### [Input data]
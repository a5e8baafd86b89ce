//! Ranking of a batch by an ordered list of criteria.
//!
//! Every criterion reduces a task to an integer score, higher meaning "run
//! sooner". Scores are compared lexicographically in criterion order and the
//! task id breaks any remaining tie, so the resulting order is strict and total
//! whatever the configured criteria are.

use cadence_core::priority::{FailurePolicy, RankingCriterion};
use cadence_core::{Task, TaskId};
use std::cmp::Ordering;

use crate::SignalCache;

/// Orders tasks using cached signals only.
#[derive(Debug, Clone, PartialEq, Eq)]
pub struct TaskRanker {
    criteria: Vec<RankingCriterion>,
}

impl Default for TaskRanker {
    fn default() -> Self {
        Self::new(RankingCriterion::defaults())
    }
}

impl TaskRanker {
    pub fn new(criteria: Vec<RankingCriterion>) -> Self {
        Self { criteria }
    }

    pub fn criteria(&self) -> &[RankingCriterion] {
        &self.criteria
    }

    /// Score of one task under one criterion.
    pub fn score(&self, criterion: RankingCriterion, task: &Task, signals: &SignalCache) -> i64 {
        match criterion {
            RankingCriterion::BasePriority => task.priority,
            RankingCriterion::DependencyCount => saturate(signals.dependency_count(&task.id)),
            RankingCriterion::RevisionOrder => {
                if task.requester.is_automated() {
                    task.order_number
                } else {
                    0
                }
            }
            RankingCriterion::RecentlyFailing => i64::from(signals.previous_failed(&task.id)),
            RankingCriterion::SimilarFailing(policy) => {
                let count = saturate(signals.similar_failures(&task.id));
                match policy {
                    FailurePolicy::Expedite => count,
                    FailurePolicy::Defer => -count,
                }
            }
        }
    }

    /// All scores of a task, in criterion order.
    pub fn scores(&self, task: &Task, signals: &SignalCache) -> Vec<i64> {
        self.criteria
            .iter()
            .map(|c| self.score(*c, task, signals))
            .collect()
    }

    /// `Less` when `a` should run before `b`.
    pub fn compare(&self, a: &Task, b: &Task, signals: &SignalCache) -> Ordering {
        for criterion in &self.criteria {
            let ordering = self
                .score(*criterion, b, signals)
                .cmp(&self.score(*criterion, a, signals));
            if ordering != Ordering::Equal {
                return ordering;
            }
        }
        a.id.cmp(&b.id)
    }

    /// Sort a batch, returning task ids in run order.
    ///
    /// Scores are computed once per task rather than once per comparison.
    pub fn rank(&self, tasks: &[Task], signals: &SignalCache) -> Vec<TaskId> {
        let mut keyed: Vec<(Vec<i64>, &TaskId)> = tasks
            .iter()
            .map(|task| (self.scores(task, signals), &task.id))
            .collect();

        keyed.sort_by(|(a_scores, a_id), (b_scores, b_id)| {
            b_scores.cmp(a_scores).then_with(|| a_id.cmp(b_id))
        });

        keyed.into_iter().map(|(_, id)| id.clone()).collect()
    }
}

fn saturate(count: usize) -> i64 {
    i64::try_from(count).unwrap_or(i64::MAX)
}
//! Push log storage backed by the `pushes` table.

use async_trait::async_trait;
use cadence_core::push::{PushLog, PushLogStore, PushStatus};
use cadence_core::{ResourceId, TaskId};
use chrono::{DateTime, Utc};
use sqlx::PgPool;
use tracing::info;
use uuid::Uuid;

use crate::schema::{FIND_PUSH_LOG_AFTER, INSERT_PUSH, UPDATE_PUSH_STATUS};
use crate::{DbError, DbResult};

/// Database row for pushes.
#[derive(Debug, Clone, sqlx::FromRow)]
pub struct PushRow {
    pub id: Uuid,
    pub location: String,
    pub task_id: String,
    pub created_at: DateTime<Utc>,
    pub revision: String,
    pub order_number: i64,
    pub status: String,
}

impl TryFrom<PushRow> for PushLog {
    type Error = DbError;

    fn try_from(row: PushRow) -> Result<Self, Self::Error> {
        let status = row
            .status
            .parse()
            .map_err(|_| DbError::InvalidData(format!("Unknown push status: {}", row.status)))?;

        Ok(PushLog {
            id: ResourceId::from_uuid(row.id),
            location: row.location,
            task_id: TaskId::new(row.task_id),
            created_at: row.created_at,
            revision: row.revision,
            order_number: row.order_number,
            status,
        })
    }
}

/// PostgreSQL implementation.
#[derive(Clone)]
pub struct PgPushLogStore {
    pool: PgPool,
}

impl PgPushLogStore {
    pub fn new(pool: PgPool) -> Self {
        Self { pool }
    }

    async fn insert_row(&self, log: &PushLog) -> DbResult<()> {
        sqlx::query(INSERT_PUSH)
            .bind(log.id.as_uuid())
            .bind(&log.location)
            .bind(log.task_id.as_str())
            .bind(log.created_at)
            .bind(&log.revision)
            .bind(log.order_number)
            .bind(log.status.as_str())
            .execute(&self.pool)
            .await?;

        info!(location = %log.location, task_id = %log.task_id, "Recorded push");
        Ok(())
    }

    async fn set_status(&self, id: ResourceId, status: PushStatus) -> DbResult<()> {
        let result = sqlx::query(UPDATE_PUSH_STATUS)
            .bind(id.as_uuid())
            .bind(status.as_str())
            .execute(&self.pool)
            .await?;

        if result.rows_affected() == 0 {
            return Err(DbError::NotFound(format!("push {}", id)));
        }
        Ok(())
    }

    async fn latest_after(&self, location: &str, order_number: i64) -> DbResult<Option<PushLog>> {
        let row = sqlx::query_as::<_, PushRow>(FIND_PUSH_LOG_AFTER)
            .bind(location)
            .bind(order_number)
            .fetch_optional(&self.pool)
            .await?;

        row.map(PushLog::try_from).transpose()
    }
}

#[async_trait]
impl PushLogStore for PgPushLogStore {
    async fn insert(&self, log: &PushLog) -> cadence_core::Result<()> {
        Ok(self.insert_row(log).await?)
    }

    async fn update_status(&self, id: ResourceId, status: PushStatus) -> cadence_core::Result<()> {
        Ok(self.set_status(id, status).await?)
    }

    async fn find_push_log_after(
        &self,
        location: &str,
        order_number: i64,
    ) -> cadence_core::Result<Option<PushLog>> {
        Ok(self.latest_after(location, order_number).await?)
    }
}

#[cfg(test)]
mod tests {
    use super::*;

    #[test]
    fn test_row_into_push_log() {
        let id = Uuid::now_v7();
        let row = PushRow {
            id,
            location: "s3://builds/mongodb/linux/mongod.tgz".to_string(),
            task_id: "push_linux_abc".to_string(),
            created_at: Utc::now(),
            revision: "abc".to_string(),
            order_number: 7,
            status: "pushing".to_string(),
        };

        let log = PushLog::try_from(row).unwrap();
        assert_eq!(*log.id.as_uuid(), id);
        assert_eq!(log.status, PushStatus::Pushing);
        assert!(log.blocks("s3://builds/mongodb/linux/mongod.tgz", 7));
    }

    #[test]
    fn test_unknown_status_rejected() {
        let row = PushRow {
            id: Uuid::now_v7(),
            location: "loc".to_string(),
            task_id: "t".to_string(),
            created_at: Utc::now(),
            revision: "abc".to_string(),
            order_number: 1,
            status: "lost".to_string(),
        };
        assert!(matches!(PushLog::try_from(row), Err(DbError::InvalidData(_))));
    }
}
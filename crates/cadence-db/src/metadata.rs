//! Task history backed by the `tasks` table.

use async_trait::async_trait;
use cadence_core::metadata::{MetadataStore, SimilarTaskQuery};
use cadence_core::{Requester, TaskId, TaskRecord};
use chrono::{DateTime, Utc};
use sqlx::PgPool;
use std::collections::HashSet;
use tracing::debug;

use crate::schema::{COUNT_FAILING_VARIANTS, EXISTING_TASK_IDS, FIND_LATEST_COMPLETED};
use crate::{DbError, DbResult};

/// Database row for tasks.
#[derive(Debug, Clone, sqlx::FromRow)]
pub struct TaskRow {
    pub id: String,
    pub project: String,
    pub build_variant: String,
    pub display_name: String,
    pub requester: String,
    pub revision: String,
    pub order_number: i64,
    pub status: String,
    pub finished_at: Option<DateTime<Utc>>,
}

impl TryFrom<TaskRow> for TaskRecord {
    type Error = DbError;

    fn try_from(row: TaskRow) -> Result<Self, Self::Error> {
        let requester = row
            .requester
            .parse()
            .map_err(|_| DbError::InvalidData(format!("Unknown requester: {}", row.requester)))?;
        let status = row
            .status
            .parse()
            .map_err(|_| DbError::InvalidData(format!("Unknown task status: {}", row.status)))?;

        Ok(TaskRecord {
            id: TaskId::new(row.id),
            project: row.project,
            build_variant: row.build_variant,
            display_name: row.display_name,
            requester,
            revision: row.revision,
            order_number: row.order_number,
            status,
            finished_at: row.finished_at,
        })
    }
}

/// PostgreSQL implementation.
#[derive(Clone)]
pub struct PgMetadataStore {
    pool: PgPool,
}

impl PgMetadataStore {
    pub fn new(pool: PgPool) -> Self {
        Self { pool }
    }

    async fn latest_completed(
        &self,
        project: &str,
        build_variant: &str,
        display_name: &str,
        before_order: i64,
    ) -> DbResult<Option<TaskRecord>> {
        let row = sqlx::query_as::<_, TaskRow>(FIND_LATEST_COMPLETED)
            .bind(project)
            .bind(build_variant)
            .bind(display_name)
            .bind(Requester::Revision.as_str())
            .bind(before_order)
            .fetch_optional(&self.pool)
            .await?;

        row.map(TaskRecord::try_from).transpose()
    }

    async fn failing_variants(&self, query: SimilarTaskQuery<'_>) -> DbResult<usize> {
        let count: i64 = sqlx::query_scalar(COUNT_FAILING_VARIANTS)
            .bind(query.project)
            .bind(query.revision)
            .bind(query.requester.as_str())
            .bind(query.display_name)
            .bind(query.excluding_variant)
            .fetch_one(&self.pool)
            .await?;

        usize::try_from(count)
            .map_err(|_| DbError::InvalidData(format!("negative variant count: {}", count)))
    }

    async fn existing_ids(&self, ids: &[TaskId]) -> DbResult<HashSet<TaskId>> {
        let wanted: Vec<String> = ids.iter().map(|id| id.as_str().to_string()).collect();
        let found: Vec<String> = sqlx::query_scalar(EXISTING_TASK_IDS)
            .bind(wanted)
            .fetch_all(&self.pool)
            .await?;

        debug!(requested = ids.len(), found = found.len(), "Resolved task ids");
        Ok(found.into_iter().map(TaskId::new).collect())
    }
}

#[async_trait]
impl MetadataStore for PgMetadataStore {
    async fn find_latest_completed(
        &self,
        project: &str,
        build_variant: &str,
        display_name: &str,
        before_order: i64,
    ) -> cadence_core::Result<Option<TaskRecord>> {
        Ok(self
            .latest_completed(project, build_variant, display_name, before_order)
            .await?)
    }

    async fn count_failing_variants(
        &self,
        query: SimilarTaskQuery<'_>,
    ) -> cadence_core::Result<usize> {
        Ok(self.failing_variants(query).await?)
    }

    async fn existing_task_ids(&self, ids: &[TaskId]) -> cadence_core::Result<HashSet<TaskId>> {
        if ids.is_empty() {
            return Ok(HashSet::new());
        }
        Ok(self.existing_ids(ids).await?)
    }
}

### [Work task]
Given the data above, transcribe exactly the lines from the one containing "if result.rows_affected() == 0" down to the one containing "let row = sqlx::query_as::<_, PushRow>(FIND_PUSH_LOG_AFTER)", and no others.

### [Exercise solution]
        if result.rows_affected() == 0 {
            return Err(DbError::NotFound(format!("push {}", id)));
        }
        Ok(())
    }

    async fn latest_after(&self, location: &str, order_number: i64) -> DbResult<Option<PushLog>> {
        let row = sqlx::query_as::<_, PushRow>(FIND_PUSH_LOG_AFTER)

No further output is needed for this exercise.